MD: I know it's a clichˇ but, as a feminist and as an early bi activist on the East Coast, I feel like we hacked away the jungle and now the kids are just walking right out of high school on a nice lawn. And I'm just so happy for them! Not that it's easy, it's not easy, but you'll see GLBT in almost every high school group that has a group. I think the U.S. population is something like 60/40 queers ok, 90/10 the other way.
We are a movement that ideally should put ourselves out of business because the gender of your partner, to get real basic about it, shouldn't matter, if it didn't, we wouldn't have to be here. It's kind of like the deaf community. I wouldn't want to not have a bi culture, but if there was no need for it, you would have it for old time's sake.
What do you see for a future of the bi community?
I don't see a future. I don't, I mean, we could be terrorist bombed tomorrow. I don't. Anyone who thinks they know what's going to happen is full of bullshit. I see the United States, I have to admit, as much as I don't approve of a lot of its policies, is one of the best places to be gay, to be an artist, to have free expression. I think no matter what you want to do with gender orientation, you are at the mercy of larger political forces, if we are allowed to keep the freedoms we have today, I think it will grow in the U.S. I think tolerance will grow, I think the laws will be changed. It's very iffy. You know it's 50/50 state by state whether a hate crime law gets in or gets out. The only thing I've seen that is happening for sure, I hope that's happening, is there's more than GL, there's GLBT, sometimes GLBTQ, which gets rid of the binary. Which is the whole point: the binary of anything it's so easy, it's sound bites. Any binary category is sound bites; people have to have them to get news out and get their point across. There's not a binary anything.
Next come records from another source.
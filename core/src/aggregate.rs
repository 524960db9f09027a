//! Aggregate Query API (spec.md §3.1 component 13, §4.15): the typed,
//! validating facade over the grouping maintainers' raw read methods.
//! Nothing here mutates an index — that is entirely the `IndexManager`'s
//! job on the write path.

use std::sync::Arc;

use recordlayer_tuple::{Element, Subspace, Tuple};

use crate::error::{RecordLayerError, Result};
use crate::index::{CountMaintainer, MaxMaintainer, MinMaintainer, RankMaintainer, SumMaintainer};
use crate::index_state::{IndexState, IndexStateManager};
use crate::key_expression::KeyExpression;
use crate::kv::Transaction;
use crate::record_access::RecordAccess;
use crate::schema::{Index, IndexType, Schema};

fn validate_arity(expected: usize, provided: usize) -> Result<()> {
    if expected != provided {
        return Err(RecordLayerError::InvalidArgument(format!("expected {expected} grouping field(s), got {provided}")));
    }
    Ok(())
}

fn as_i64(tuple: &Tuple, kind: &str) -> Result<i64> {
    tuple
        .first()
        .and_then(Element::as_int)
        .ok_or_else(|| RecordLayerError::DeserializationFailed { kind: kind.to_string(), reason: "expected a single integer element".into() })
}

/// `root_expr.columnCount() - 1` — Sum/Min/Max/Rank's `root_expr` is
/// `Concat(group…, value)` (spec.md §3.2 invariant 2).
fn group_arity(index: &Index) -> usize { index.root_expr.column_count().saturating_sub(1) }

/// Evaluates `.min`/`.max`/`.count`/`.sum` against a grouping index, plus a
/// `rank`/`rankQuery` surface over Range-Tree indexes (spec.md §4.15).
pub struct AggregateQuery<R: RecordAccess> {
    schema: Schema,
    index_subspace: Subspace,
    state_manager: IndexStateManager,
    record_access: Arc<R>,
    pk_expr: KeyExpression,
}

impl<R: RecordAccess> AggregateQuery<R> {
    pub fn new(root: &Subspace, schema: Schema, record_access: Arc<R>, pk_expr: KeyExpression) -> Self {
        let index_subspace = root.child("I");
        let state_manager = IndexStateManager::new(root);
        AggregateQuery { index_subspace, state_manager, schema, record_access, pk_expr }
    }

    async fn resolve_readable(&self, txn: &dyn Transaction, index_name: &str, expected: IndexTypeKind) -> Result<&Index> {
        let index = self.schema.require_index(index_name)?;
        if !expected.matches(&index.index_type) {
            return Err(RecordLayerError::InvalidArgument(format!("index '{index_name}' is not a {expected} index")));
        }
        let state = self.state_manager.get(txn, index_name).await?;
        if state != IndexState::Readable {
            return Err(RecordLayerError::IndexNotReady { name: index_name.to_string(), state });
        }
        Ok(index)
    }

    /// `evaluateAggregate(.count(indexName), groupBy)` (spec.md §4.15).
    pub async fn count(&self, txn: &dyn Transaction, index_name: &str, group: &Tuple) -> Result<i64> {
        let index = self.resolve_readable(txn, index_name, IndexTypeKind::Count).await?;
        validate_arity(index.root_expr.column_count(), group.len())?;
        CountMaintainer::new(self.index_subspace.child(index.name.as_str())).count(txn, group).await
    }

    /// `evaluateAggregate(.sum(indexName), groupBy)` (spec.md §4.15).
    pub async fn sum(&self, txn: &dyn Transaction, index_name: &str, group: &Tuple) -> Result<i64> {
        let index = self.resolve_readable(txn, index_name, IndexTypeKind::Sum).await?;
        validate_arity(group_arity(index), group.len())?;
        SumMaintainer::new(self.index_subspace.child(index.name.as_str())).sum(txn, group).await
    }

    /// `evaluateAggregate(.min(indexName), groupBy)` (spec.md §4.15).
    pub async fn min(&self, txn: &dyn Transaction, index_name: &str, group: &Tuple) -> Result<i64> {
        let index = self.resolve_readable(txn, index_name, IndexTypeKind::Min).await?;
        validate_arity(group_arity(index), group.len())?;
        let tuple = MinMaintainer::new(self.index_subspace.child(index.name.as_str()), group_arity(index)).min(txn, group).await?;
        as_i64(&tuple, "min index value")
    }

    /// `evaluateAggregate(.max(indexName), groupBy)` (spec.md §4.15).
    pub async fn max(&self, txn: &dyn Transaction, index_name: &str, group: &Tuple) -> Result<i64> {
        let index = self.resolve_readable(txn, index_name, IndexTypeKind::Max).await?;
        validate_arity(group_arity(index), group.len())?;
        let tuple = MaxMaintainer::new(self.index_subspace.child(index.name.as_str()), group_arity(index)).max(txn, group).await?;
        as_i64(&tuple, "max index value")
    }

    /// Resolves and validates a rank index, then returns a `RankQuery`
    /// bound to it (spec.md §6.3 `rankQuery(name).{...}`).
    pub async fn rank_query(&self, txn: &dyn Transaction, index_name: &str) -> Result<RankQuery> {
        let index = self.resolve_readable(txn, index_name, IndexTypeKind::Rank).await?;
        Ok(RankQuery { maintainer: RankMaintainer::new(self.index_subspace.child(index.name.as_str()), group_arity(index)) })
    }

    /// `rank(score, in: path, for: record, indexName?)`: auto-detects the
    /// rank index by the *last* field of its root expression when
    /// `index_name` is omitted (spec.md §4.15), then extracts the record's
    /// group/score/pk and delegates to `RankMaintainer::rank`.
    pub async fn rank(&self, txn: &dyn Transaction, score_field: &str, record: &R::Record, index_name: Option<&str>) -> Result<u64> {
        let index = self.resolve_rank_index(score_field, index_name)?;
        let state = self.state_manager.get(txn, &index.name).await?;
        if state != IndexState::Readable {
            return Err(RecordLayerError::IndexNotReady { name: index.name.clone(), state });
        }

        let extract = |field: &str| self.record_access.extract_field(record, field);
        let mut tuples = index.root_expr.evaluate(&extract);
        if tuples.len() != 1 {
            return Err(RecordLayerError::InvalidArgument(format!(
                "rank index '{}' root expression must yield exactly one tuple per record, got {}",
                index.name,
                tuples.len()
            )));
        }
        let full = tuples.remove(0);
        let arity = group_arity(index);
        let score = full[arity..]
            .first()
            .and_then(Element::as_int)
            .ok_or_else(|| RecordLayerError::InvalidArgument(format!("rank index '{}' last field must be an integer score", index.name)))?;
        let group = full[..arity].to_vec();

        let mut pk_tuples = self.pk_expr.evaluate(&extract);
        if pk_tuples.len() != 1 {
            return Err(RecordLayerError::InvalidArgument("primary key expression must yield exactly one tuple".into()));
        }
        let pk = pk_tuples.remove(0);

        RankMaintainer::new(self.index_subspace.child(index.name.as_str()), arity).rank(txn, &group, score, &pk).await
    }

    fn resolve_rank_index(&self, score_field: &str, index_name: Option<&str>) -> Result<&Index> {
        if let Some(name) = index_name {
            let index = self.schema.require_index(name)?;
            if !matches!(index.index_type, IndexType::Rank) {
                return Err(RecordLayerError::InvalidArgument(format!("index '{name}' is not a rank index")));
            }
            return Ok(index);
        }
        let mut matches = self
            .schema
            .all_indexes()
            .filter(|i| matches!(i.index_type, IndexType::Rank) && i.root_expr.field_names().last() == Some(&score_field));
        let first = matches.next().ok_or_else(|| RecordLayerError::InvalidArgument(format!("no rank index found ranking field '{score_field}'")))?;
        if matches.next().is_some() {
            return Err(RecordLayerError::InvalidArgument(format!("multiple rank indexes rank field '{score_field}'; pass indexName explicitly")));
        }
        Ok(first)
    }
}

/// A rank index resolved and state-checked by `AggregateQuery::rank_query`,
/// exposing the read-only query surface directly (spec.md §6.3).
pub struct RankQuery {
    maintainer: RankMaintainer,
}

impl RankQuery {
    pub async fn count(&self, txn: &dyn Transaction, group: &Tuple) -> Result<i64> { self.maintainer.count(txn, group).await }

    pub async fn count_score_range(&self, txn: &dyn Transaction, group: &Tuple, min: i64, max: i64) -> Result<i64> {
        self.maintainer.count_score_range(txn, group, min, max).await
    }

    pub async fn top(&self, txn: &dyn Transaction, group: &Tuple, limit: usize) -> Result<Vec<(i64, Tuple)>> { self.maintainer.top(txn, group, limit).await }

    pub async fn by_rank(&self, txn: &dyn Transaction, group: &Tuple, start: u64, limit: usize) -> Result<Vec<(i64, Tuple)>> {
        self.maintainer.by_rank(txn, group, start, limit).await
    }

    pub async fn range(&self, txn: &dyn Transaction, group: &Tuple, min: i64, max: i64) -> Result<Vec<(i64, Tuple)>> { self.maintainer.range(txn, group, min, max).await }

    pub async fn score_at_rank(&self, txn: &dyn Transaction, group: &Tuple, rank: u64) -> Result<i64> { self.maintainer.score_at_rank(txn, group, rank).await }
}

#[derive(Debug, Clone, Copy)]
enum IndexTypeKind {
    Count,
    Sum,
    Min,
    Max,
    Rank,
}

impl IndexTypeKind {
    fn matches(self, ty: &IndexType) -> bool {
        matches!(
            (self, ty),
            (IndexTypeKind::Count, IndexType::Count)
                | (IndexTypeKind::Sum, IndexType::Sum)
                | (IndexTypeKind::Min, IndexType::Min)
                | (IndexTypeKind::Max, IndexType::Max)
                | (IndexTypeKind::Rank, IndexType::Rank)
        )
    }
}

impl std::fmt::Display for IndexTypeKind {
    fn fmt(&self, f: &mut std::fmt::Formatter<'_>) -> std::fmt::Result {
        let s = match self {
            IndexTypeKind::Count => "count",
            IndexTypeKind::Sum => "sum",
            IndexTypeKind::Min => "min",
            IndexTypeKind::Max => "max",
            IndexTypeKind::Rank => "rank",
        };
        f.write_str(s)
    }
}

#[cfg(all(test, feature = "test-util"))]
mod tests {
    use super::*;
    use crate::index_manager::IndexManager;
    use crate::schema::RecordType;
    use crate::testkv::MemoryDatabase;
    use crate::kv::Database;

    #[derive(Clone)]
    struct Sale {
        id: i64,
        region: String,
        amount: i64,
    }

    struct SaleAccess;
    impl RecordAccess for SaleAccess {
        type Record = Sale;
        fn record_type(&self) -> &str { "sale" }
        fn serialize(&self, record: &Sale) -> Vec<u8> { format!("{}|{}|{}", record.id, record.region, record.amount).into_bytes() }
        fn deserialize(&self, bytes: &[u8]) -> Result<Sale> {
            let s = String::from_utf8_lossy(bytes);
            let mut parts = s.splitn(3, '|');
            Ok(Sale {
                id: parts.next().unwrap().parse().unwrap(),
                region: parts.next().unwrap().to_string(),
                amount: parts.next().unwrap().parse().unwrap(),
            })
        }
        fn extract_field(&self, record: &Sale, field: &str) -> Vec<Element> {
            match field {
                "id" => vec![Element::Int(record.id)],
                "region" => vec![Element::from(record.region.as_str())],
                "amount" => vec![Element::Int(record.amount)],
                _ => vec![],
            }
        }
    }

    fn schema() -> Schema {
        Schema::new()
            .with_record_type(RecordType::new("sale", KeyExpression::field("id")))
            .with_index(Index::sum(
                "sale_amount_by_region",
                KeyExpression::concat([KeyExpression::field("region"), KeyExpression::field("amount")]),
                vec!["sale".into()],
            ))
    }

    #[tokio::test]
    async fn sum_rejects_when_index_not_readable() {
        let db = MemoryDatabase::new();
        let root = Subspace::new(b"root".to_vec());
        let schema = schema();
        let query = AggregateQuery::new(&root, schema, Arc::new(SaleAccess), KeyExpression::field("id"));
        let txn = db.begin().await.unwrap();
        let group = vec![Element::from("East")];
        let result = query.sum(&*txn, "sale_amount_by_region", &group).await;
        assert!(matches!(result, Err(RecordLayerError::IndexNotReady { .. })));
    }

    #[tokio::test]
    async fn sum_reflects_maintained_writes_once_readable() {
        let db = MemoryDatabase::new();
        let root = Subspace::new(b"root".to_vec());
        let schema = schema();
        let record_access = Arc::new(SaleAccess);
        let manager = IndexManager::new(schema.clone(), &root, record_access.clone()).unwrap();

        {
            let mut txn = db.begin().await.unwrap();
            manager.state_manager().set(&mut *txn, "sale_amount_by_region", IndexState::Readable);
            let sale = Sale { id: 1, region: "East".into(), amount: 500 };
            let pk = vec![Element::Int(1)];
            manager.on_write(&mut *txn, "sale", None, Some(&sale), None, Some(&pk)).await.unwrap();
            txn.commit().await.unwrap();
        }

        let query = AggregateQuery::new(&root, schema, record_access, KeyExpression::field("id"));
        let txn = db.begin().await.unwrap();
        let total = query.sum(&*txn, "sale_amount_by_region", &vec![Element::from("East")]).await.unwrap();
        assert_eq!(total, 500);
    }
}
WB: The future will be that would be obsolete because everyone will be fine with how everyone else is, and why would we need a bisexual community. That ain't going to happen in my lifetime. So I think there will always be a bisexual community of some sort. I can't--- it's hard to predict what it's going to be like twenty-five years from now.
RO: One of the things I see happening in the future is our success will, our success is what causes us not to grow. I think that our success in adding to the letters, adding to the acronym, getting the B word included in things. Our success in having some real inclusion, especially youth groups upalmost all the change has happened from the bottom up; it hasn't happened from the top down. So our success is really going to limit our size. There's less and less pressing need for us as a separate entity. When I came out as bisexual, there were no space in the lesbian community for me, at least I didn't find it. I always felt like an outsider, like an interloper, like a little kid sister who is tagging along with the big kids, but the big kids don't really want you there, they want you to go away, but you have to be there because mom's going to be mad at you. You know, there by kind of forbearance. I always felt like that. I felt like no matter what I did, I wouldn't get full credit; no matter how long I was in it or what I did I would never, I could never imagine, for example, becoming the head of an organization, a gay organization, because I was only bisexual, I wasn't pure.
And that's how it was then. I really don't think that's true anymore. That it's much more open now. There are still some people who want to hold that feeling, I'm sure there are still a lot of people who hold that feeling, but I think that over all, even people who hold that feeling might know that that's dumb. It's such a different, such a different world now. It's great, but in a way it's frustrating because it's like, I did all this work to make bisexual space and now you're saying you don't need it as much? But that's great, that really mean's that we've succeeded. That we've done a lot, [unintelligible]. That's what I said, what I said at the beginning, that thinks have happened that I could never really imagined, that's what I'm talking about: we've succeeded in way I never thought was possible. And our success has reduced the need for us. So I'm kind of working myself--- if we really succeed, we will no longer have a job doing this, we'll move on the something else. There are lots of other things to do, but the bisexual politics movement less and less urgent, or desperate, or it will be one of many voices, but it won't have the same urgency. I really hope that someday there will be no use for the Bi Resource Guide; we won't feel isolated. I think that it's still really important to keep saying the word bisexual and keep on creating that space and coming out as bisexual. I think it's hugely important; again, if you don't know anyone who says that to you, you might not know that's possible. But that's changing.